Yalandır kısalığı yaşamın... Ve özellikle insan dediğimiz şey, inançlı bir insan soyunun parçasıysa... Edip Cansever ...

Önemli olan Tanrı’nın bir enstrüman yaratmış olmasıdır. İnsan denen bir enstrüman. Ancak yarattığı müzik enstrümanını çalamayan bir usta gibi, Tanrı’da insandan doğru sesi çıkaramamıştır. Bu yüzden Tanrı hariç bütün güçler insanı çalmış ve özellikle de şeytan en güzel melodilerini onunla bestelemiştir… Hakan Günday

Tolstoy İtiraflarım IV...

Hayatım durma noktasına gelmişti. Soluk alabiliyor, yiyebiliyor, içebiliyor, uyuyabiliyordum. Bunları yapmamak zaten elimde olan bir şey değildi. Ama yaşamıyordum, çünkü gerçekleştirmeyi mantıklı bulabileceğim hiçbir arzum yoktu. Bir şeyi arzu ettiğim takdirde peşinen biliyordum ki, bu arzumu tatmin edeyim ya da etmeyim, sonuçta bundan hiçbir şey çıkmayacaktı. Şayet bir peri gelip bana arzularımı gerçekleştirmeyi teklif edecek olsa, ben ne isteyeceğimi bilmiyordum. Sarhoşluk anlarında bir arzu değil, ama eski arzularımdan kalma bir alışkanlık gibi bir şey hissetsem de, ayık olduğum anlarda bunun bir vehimden ibaret olduğunu ve gerçekte arzu edilecek hiçbir şeyin olmadığım bilirdim. Hakikati bile bilmeyi arzu etmiyordum, çünkü hakikatin içeriğini tahmin edebiliyordum. Hakikat hayatın anlamsız olduğuydu. Sanki yaşayacağım kadar yaşamış, yürüyeceğim kadar yol yürümüştüm de bir uçurumun kenarına gelmiştim, önümde yok oluştan başka hiçbir şeyin olmadığını apaçık bir şekilde göre biliyordum. Durmam imkansızdı, geri dönmem imkansızdı, gözlerimi kapamam ya da önümde ıstıraptan ve ölüm gerçeğinden -tamamen yok oluştan- başka hiçbir şeyin olmadığını görmezden gelmem imkansızdı .

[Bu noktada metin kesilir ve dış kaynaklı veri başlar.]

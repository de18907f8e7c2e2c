//! # tutorly-algo - tutoring core algorithms
//!
//! Pure Rust, no I/O. The backend feeds it rows it loaded from storage and
//! persists whatever comes back.
//!
//! ## Modules
//!
//! - [`sm2`] - simplified SM-2 review scheduler (interval, ease factor, due date)
//! - [`analytics`] - accuracy, mastery, retention, weakness detection, streaks
//! - [`practice`] - seeded practice-set selection for review quizzes
//! - [`sanitize`] - numeric guards
//! - [`types`] - shared types and constants
//!
//! ## Example
//!
//! ```rust
//! use tutorly_algo::{schedule, Quality, ReviewState};
//!
//! let now_ms = 1_700_000_000_000;
//! let outcome = schedule(&ReviewState::default(), Quality::new(4), now_ms);
//! assert_eq!(outcome.interval_days, 1);
//! assert!(outcome.ease_factor >= 1.3);
//! ```

pub mod analytics;
pub mod practice;
pub mod sanitize;
pub mod sm2;
pub mod types;

pub use types::*;

pub use sm2::{next_ease_factor, preview, schedule, Quality};

pub use analytics::{
    day_index, detect_weaknesses, estimated_retention, mastery_level, study_streak, summarize,
    topic_breakdown, weakness_score,
};

pub use practice::select_practice_set;
use std::time::Instant;

use sqlx::SqlitePool;
use tracing::{debug, info};

use crate::db::operations::users;
use crate::services::plan::PAST_DUE_GRACE_MS;

/// Cancels paid plans whose period ended more than the grace period ago.
pub async fn expire_lapsed_plans(pool: &SqlitePool, now_ms: i64) -> Result<u64, super::WorkerError> {
    let start = Instant::now();
    debug!("Starting plan expiry cycle");

    let canceled = users::cancel_lapsed_plans(pool, now_ms - PAST_DUE_GRACE_MS, now_ms).await?;

    info!(
        canceled,
        duration_secs = format!("{:.2}", start.elapsed().as_secs_f64()),
        "Plan expiry completed"
    );
    Ok(canceled)
}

Bu rahatsızlık öyle bir raddeye varmıştı ki sağlıklı, talihli bir adam olan ben, daha fazla yaşayacak gücü kendimde bulamıyordum; karşı koyamadığım bir güç şu ya da bu şekilde beni bu hayattan kurtulmaya zorluyordu. Kendimi öldürmeyi arzuladığımı söyleyemem. Beni hayatın uzaklarına sürükleyen şey basit bir arzudan daha güçlü, daha esası, ve daha büyük bir şeydi. Bu şey eski yaşama çabama benzeyen, ama onun tam zıddı bir güçtü. Bütün gücümle hayattan kopuyordum. Öz yıkım düşüncesi şimdi bana hayatımı güzelleştirmeye yönelik eski düşüncelerim kadar doğal geliyordu. İşin baştan çıkarıcı tarafı ise bu düşünceyi yaşama geçirmekte acele davranmamak için kendi kendimi kandırmak zorunda oluşumdu. Acele hareket etmek istemiyordum, çünkü sorunu çözmek için her türlü çabayı göstermek istiyordum. "Sorunlarımı şimdi çözüme kavuşturamasam da ileride bunun için vaktim hep olacak."

İşte o gün, talihin yüzüne güldüğü bir adam olan ben, her akşam tek başıma soyunduğum odamdaki bölmenin çapraz kirişlerine kendimi asmayayım diye kendimden bir ipi sakladım ve şeytana uyar da hayatıma kolay yoldan son veririm diye de silahımı yanıma alıp çıktığım o avlara çıkmaz oldum. Ne istediğimi kendim de bilmiyordum; hayattan korkuyordum, hayattan kaçıp uzaklaşmak istiyordum, ama gene de hayattan bir şeyler bekliyordum.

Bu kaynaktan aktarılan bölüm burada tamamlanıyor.